Weirdly, my favourite Atwood is Alias Grace, which, when I studied it for honours, I had a kind of encyclopaedic knowledge of and used to confuse my classmates with my ability to recount minor plot details.
(Also, three Gaiman books on the one list? Kind of overkill. I mean, he's good but he's not that amazing.)
More books I haven't read! *adds to list* I'm a shocker about Atwood, I've started The Blind Assassin a few times but read hardly anything by her other than The Handmaid's Tale.
It's actually four. I personally would have put down Sandman and then stopped. It's just that he's SO well-known that people could vote for their individual favourites and still have enough to get them in - I do sort of think that one-book-per-player would have been a good choice.

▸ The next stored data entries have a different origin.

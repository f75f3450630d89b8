use std::fmt;

use rand::Rng;

use crate::error::GymError;

/// A (possibly unbounded) box in R^n
///
/// Each dimension `i` spans `[low[i], high[i]]`. A bound of `±f32::MAX` or
/// `±inf` marks that side as unbounded, which only changes how `sample`
/// draws values for it.
#[derive(Debug, Clone, PartialEq)]
pub struct BoxSpace {
    low: Vec<f32>,
    high: Vec<f32>,
}

impl BoxSpace {
    /// Create a box from per-dimension lower and upper bounds
    pub fn new(low: impl Into<Vec<f32>>, high: impl Into<Vec<f32>>) -> Result<Self, GymError> {
        let low = low.into();
        let high = high.into();

        if low.len() != high.len() {
            return Err(GymError::InvalidSpace(format!(
                "low has {} dims but high has {}",
                low.len(),
                high.len()
            )));
        }
        for (i, (l, h)) in low.iter().zip(&high).enumerate() {
            if l.is_nan() || h.is_nan() {
                return Err(GymError::InvalidSpace(format!("NaN bound in dim {}", i)));
            }
            if l > h {
                return Err(GymError::InvalidSpace(format!("low > high in dim {}", i)));
            }
        }

        Ok(Self { low, high })
    }

    /// Create a box symmetric around zero: `[-high, high]`
    pub fn symmetric(high: impl Into<Vec<f32>>) -> Result<Self, GymError> {
        let high = high.into();
        let low: Vec<f32> = high.iter().map(|h| -h).collect();
        Self::new(low, high)
    }

    /// Lower bounds
    pub fn low(&self) -> &[f32] {
        &self.low
    }

    /// Upper bounds
    pub fn high(&self) -> &[f32] {
        &self.high
    }

    /// Shape of an element
    pub fn shape(&self) -> Vec<usize> {
        vec![self.low.len()]
    }

    /// Draw a random element
    ///
    /// Bounded dimensions are sampled uniformly, half-bounded ones from a
    /// shifted exponential, and unbounded ones from a standard normal.
    pub fn sample<R: Rng + ?Sized>(&self, rng: &mut R) -> Vec<f32> {
        self.low
            .iter()
            .zip(&self.high)
            .map(|(&low, &high)| match (is_bounded(low), is_bounded(high)) {
                _ if low == high => low,
                (true, true) if (high - low).is_finite() => rng.gen_range(low..=high),
                (true, true) => {
                    // Span overflows f32; interpolate without forming high - low
                    let t: f32 = rng.r#gen();
                    (low * (1.0 - t) + high * t).clamp(low, high)
                }
                (true, false) => low + exponential(rng),
                (false, true) => high - exponential(rng),
                (false, false) => standard_normal(rng),
            })
            .collect()
    }

    /// Check that `x` has the right length and lies within the bounds
    pub fn contains(&self, x: &[f32]) -> bool {
        x.len() == self.low.len()
            && x
                .iter()
                .zip(self.low.iter().zip(&self.high))
                .all(|(v, (l, h))| *v >= *l && *v <= *h)
    }
}

impl fmt::Display for BoxSpace {
    fn fmt(&self, f: &mut fmt::Formatter<'_>) -> fmt::Result {
        write!(f, "Box({},)", self.low.len())
    }
}

fn is_bounded(bound: f32) -> bool {
    bound.is_finite() && bound.abs() < f32::MAX
}

fn exponential<R: Rng + ?Sized>(rng: &mut R) -> f32 {
    // 1 - u lies in (0, 1], keeping ln finite
    let u: f32 = rng.r#gen();
    -(1.0 - u).ln()
}

// Box-Muller
fn standard_normal<R: Rng + ?Sized>(rng: &mut R) -> f32 {
    let u1: f32 = 1.0 - rng.r#gen::<f32>();
    let u2: f32 = rng.r#gen();
    (-2.0 * u1.ln()).sqrt() * (2.0 * std::f32::consts::PI * u2).cos()
}

#[cfg(test)]
mod tests {
    use rand::{SeedableRng, rngs::StdRng};

    use super::*;

    #[test]
    fn test_box_rejects_mismatched_bounds() {
        assert!(BoxSpace::new(vec![0.0, 0.0], vec![1.0]).is_err());
        assert!(BoxSpace::new(vec![1.0], vec![0.0]).is_err());
        assert!(BoxSpace::new(vec![f32::NAN], vec![0.0]).is_err());
    }

    #[test]
    fn test_box_samples_are_contained() {
        let space = BoxSpace::new(vec![-1.2, -0.07], vec![0.6, 0.07]).unwrap();
        let mut rng = StdRng::seed_from_u64(42);

        for _ in 0..500 {
            let x = space.sample(&mut rng);
            assert!(space.contains(&x), "Sample {:?} should be in box", x);
        }
    }

    #[test]
    fn test_box_unbounded_dims() {
        let space = BoxSpace::symmetric(vec![4.8, f32::MAX]).unwrap();
        let mut rng = StdRng::seed_from_u64(1);

        for _ in 0..500 {
            let x = space.sample(&mut rng);
            assert!(x[1].is_finite());
            assert!(space.contains(&x));
        }
    }

    #[test]
    fn test_box_span_wider_than_f32() {
        let space = BoxSpace::new(vec![-3.0e38], vec![3.0e38]).unwrap();
        let mut rng = StdRng::seed_from_u64(0);

        for _ in 0..500 {
            let x = space.sample(&mut rng);
            assert!(x[0].is_finite());
            assert!(space.contains(&x), "Sample {:?} should be in box", x);
        }
    }

    #[test]
    fn test_box_degenerate_unbounded_dims() {
        let space =
            BoxSpace::new(vec![f32::MAX, f32::NEG_INFINITY], vec![f32::MAX, f32::NEG_INFINITY])
                .unwrap();
        let mut rng = StdRng::seed_from_u64(2);

        let x = space.sample(&mut rng);
        assert_eq!(x, vec![f32::MAX, f32::NEG_INFINITY]);
        assert!(space.contains(&x));
    }

    #[test]
    fn test_box_half_bounded() {
        let space = BoxSpace::new(vec![2.0], vec![f32::INFINITY]).unwrap();
        let mut rng = StdRng::seed_from_u64(3);

        for _ in 0..100 {
            assert!(space.sample(&mut rng)[0] >= 2.0);
        }
    }

    #[test]
    fn test_box_contains_checks_length() {
        let space = BoxSpace::symmetric(vec![1.0, 1.0]).unwrap();
        assert!(space.contains(&[0.5, -0.5]));
        assert!(!space.contains(&[0.5]));
        assert!(!space.contains(&[0.5, 1.5]));
    }

    #[test]
    fn test_box_display_and_shape() {
        let space = BoxSpace::symmetric(vec![1.0; 4]).unwrap();
        assert_eq!(space.to_string(), "Box(4,)");
        assert_eq!(space.shape(), vec![4]);
        assert_eq!(space.low(), &[-1.0; 4]);
    }
}
//! Demo routine configuration
//!
//! Defaults reproduce the classic tutorial settings. A partial JSON file may
//! override any subset of fields; missing fields keep their defaults.

use std::{
    fs::File,
    io::{Read, Write},
    path::Path,
};

use anyhow::{Context, Result, anyhow};
use rand::{SeedableRng, rngs::StdRng};
use serde::{Deserialize, Serialize};

/// Parameters for the demo routines
#[derive(Debug, Clone, PartialEq, Serialize, Deserialize)]
#[serde(default)]
pub struct DemoConfig {
    /// Environment for the random rollout
    pub rollout_env: String,

    /// Render/step iterations in the random rollout
    pub rollout_iterations: usize,

    /// Environment for the episodic rollout
    pub episode_env: String,

    /// Number of episodes in the episodic rollout
    pub episodes: usize,

    /// Step cap per episode in the episodic rollout
    pub max_episode_steps: usize,

    /// Environment whose spaces are inspected
    pub inspect_env: String,

    /// Cardinality of the discrete space check
    pub discrete_n: usize,

    /// Render a frame before each step
    pub render: bool,

    /// Seed for environments and action sampling; entropy when unset
    pub seed: Option<u64>,
}

impl Default for DemoConfig {
    fn default() -> Self {
        Self {
            rollout_env: "MountainCar-v0".to_string(),
            rollout_iterations: 500,
            episode_env: "CartPole-v0".to_string(),
            episodes: 20,
            max_episode_steps: 100,
            inspect_env: "CartPole-v0".to_string(),
            discrete_n: 8,
            render: true,
            seed: None,
        }
    }
}

impl DemoConfig {
    /// Create a new default configuration
    pub fn new() -> Self {
        Self::default()
    }

    /// Validate configuration parameters
    pub fn validate(&self) -> Result<()> {
        if self.rollout_env.is_empty() || self.episode_env.is_empty() || self.inspect_env.is_empty()
        {
            return Err(anyhow!("environment ids must not be empty"));
        }
        if self.episodes == 0 {
            return Err(anyhow!("episodes must be positive"));
        }
        if self.max_episode_steps == 0 {
            return Err(anyhow!("max_episode_steps must be positive"));
        }
        if self.discrete_n == 0 {
            return Err(anyhow!("discrete_n must be positive"));
        }
        Ok(())
    }

    /// Load configuration from a JSON file
    pub fn load_json<P: AsRef<Path>>(path: P) -> Result<Self> {
        let path = path.as_ref();
        let mut file =
            File::open(path).with_context(|| format!("opening config {}", path.display()))?;
        let mut contents = String::new();
        file.read_to_string(&mut contents)?;
        let config = serde_json::from_str(&contents)
            .with_context(|| format!("parsing config {}", path.display()))?;
        Ok(config)
    }

    /// Save configuration to a JSON file
    pub fn save_json<P: AsRef<Path>>(&self, path: P) -> Result<()> {
        let json = serde_json::to_string_pretty(self)?;
        let mut file = File::create(path)?;
        file.write_all(json.as_bytes())?;
        Ok(())
    }

    /// Random number generator for action sampling
    pub fn rng(&self) -> StdRng {
        match self.seed {
            Some(seed) => StdRng::seed_from_u64(seed),
            None => StdRng::from_entropy(),
        }
    }

    /// Set the random rollout environment
    pub fn rollout_env(mut self, id: impl Into<String>) -> Self {
        self.rollout_env = id.into();
        self
    }

    /// Set the number of random rollout iterations
    pub fn rollout_iterations(mut self, iterations: usize) -> Self {
        self.rollout_iterations = iterations;
        self
    }

    /// Set the episodic rollout environment
    pub fn episode_env(mut self, id: impl Into<String>) -> Self {
        self.episode_env = id.into();
        self
    }

    /// Set the number of episodes
    pub fn episodes(mut self, episodes: usize) -> Self {
        self.episodes = episodes;
        self
    }

    /// Set the per-episode step cap
    pub fn max_episode_steps(mut self, steps: usize) -> Self {
        self.max_episode_steps = steps;
        self
    }

    /// Set the environment whose spaces are inspected
    pub fn inspect_env(mut self, id: impl Into<String>) -> Self {
        self.inspect_env = id.into();
        self
    }

    /// Set the discrete space size
    pub fn discrete_n(mut self, n: usize) -> Self {
        self.discrete_n = n;
        self
    }

    /// Enable or disable rendering
    pub fn render(mut self, render: bool) -> Self {
        self.render = render;
        self
    }

    /// Fix the random seed
    pub fn seed(mut self, seed: u64) -> Self {
        self.seed = Some(seed);
        self
    }
}

#[cfg(test)]
mod tests {
    use tempfile::NamedTempFile;

    use super::*;

    #[test]
    fn test_default_config() {
        let config = DemoConfig::default();
        assert!(config.validate().is_ok());
        assert_eq!(config.rollout_env, "MountainCar-v0");
        assert_eq!(config.rollout_iterations, 500);
        assert_eq!(config.episodes, 20);
        assert_eq!(config.max_episode_steps, 100);
        assert_eq!(config.discrete_n, 8);
    }

    #[test]
    fn test_config_validation() {
        assert!(DemoConfig::new().episodes(0).validate().is_err());
        assert!(DemoConfig::new().max_episode_steps(0).validate().is_err());
        assert!(DemoConfig::new().discrete_n(0).validate().is_err());
        assert!(DemoConfig::new().episode_env("").validate().is_err());

        // Zero rollout iterations is a no-op, not an error
        assert!(DemoConfig::new().rollout_iterations(0).validate().is_ok());
    }

    #[test]
    fn test_config_builder() {
        let config = DemoConfig::new().episodes(3).render(false).seed(7);

        assert_eq!(config.episodes, 3);
        assert!(!config.render);
        assert_eq!(config.seed, Some(7));

        // Other values should remain default
        assert_eq!(config.episode_env, "CartPole-v0");
    }

    #[test]
    fn test_partial_json_keeps_defaults() {
        let config: DemoConfig =
            serde_json::from_str(r#"{ "episodes": 2, "seed": 11 }"#).unwrap();

        assert_eq!(config.episodes, 2);
        assert_eq!(config.seed, Some(11));
        assert_eq!(config.rollout_iterations, 500);
        assert!(config.render);
    }

    #[test]
    fn test_json_file_round_trip() {
        let file = NamedTempFile::new().unwrap();
        let config = DemoConfig::new().rollout_env("CartPole-v1").seed(3);

        config.save_json(file.path()).unwrap();
        assert_eq!(DemoConfig::load_json(file.path()).unwrap(), config);
    }

    #[test]
    fn test_load_missing_file() {
        let err = DemoConfig::load_json("/nonexistent/demo.json").unwrap_err();
        assert!(err.to_string().contains("opening config"));
    }

    #[test]
    fn test_seeded_rng_is_reproducible() {
        use rand::Rng;

        let config = DemoConfig::new().seed(5);
        let a: u64 = config.rng().r#gen();
        let b: u64 = config.rng().r#gen();
        assert_eq!(a, b);
    }
}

Alias Grace is excellent. Feminist historical mystery about a woman in prison, for murdering her employer and his mistress. It has a lot of quilting in it - which really annoyed my lecturer because all the critical resources on the novel were about the significance and symbolism of the quilts.
Connie Willis, Naomi Novik, Suzette Haden Elgin (awesome trilogy about aliens and linguistics), Diana Wynne Jones, Kristin Cashore, etc, etc, etc. And that's just the women. IOW, yes. I haven't done the meme because the list is such that I can't bring myself to care (even if it does have some of my formative influences on it). I'm not a big SF/F reader anyway, but yeah. It's like Simon Scharma's Power of Art documentary series: it was a good series that was made significantly less powerful (and more annoying) by its exclusive focus on dead white male artists.
Hey, maybe someone should make a list of 100 SF/F books by women and people of colour, and let that meme its way around the internet.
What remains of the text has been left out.